**Exercise requirements**:
Read the data that follows. Then repeat it exactly.

Stored items

════

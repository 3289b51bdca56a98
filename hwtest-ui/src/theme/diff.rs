use iced::widget::container::Style;
use iced::{Background, Border};

use super::palette::ContainerPalette;
use super::Theme;

fn segment(palette: &ContainerPalette) -> Style {
    Style {
        background: Some(Background::Color(palette.background)),
        text_color: palette.text,
        border: Border {
            radius: 4.0.into(),
            ..Default::default()
        },
        ..Default::default()
    }
}

pub fn added(theme: &Theme) -> Style {
    segment(&theme.colors.diffs.added)
}

pub fn removed(theme: &Theme) -> Style {
    segment(&theme.colors.diffs.removed)
}

pub fn common(theme: &Theme) -> Style {
    segment(&theme.colors.diffs.common)
}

════

**Written solution**:
repository 3289b51bdca56a98
filename hwtest-ui/src/theme/diff.rs
use iced::widget::container::Style;
use iced::{Background, Border};

use super::palette::ContainerPalette;
use super::Theme;

fn segment(palette: &ContainerPalette) -> Style {
    Style {
        background: Some(Background::Color(palette.background)),
        text_color: palette.text,
        border: Border {
            radius: 4.0.into(),
            ..Default::default()
        },
        ..Default::default()
    }
}

pub fn added(theme: &Theme) -> Style {
    segment(&theme.colors.diffs.added)
}

pub fn removed(theme: &Theme) -> Style {
    segment(&theme.colors.diffs.removed)
}

pub fn common(theme: &Theme) -> Style {
    segment(&theme.colors.diffs.common)
}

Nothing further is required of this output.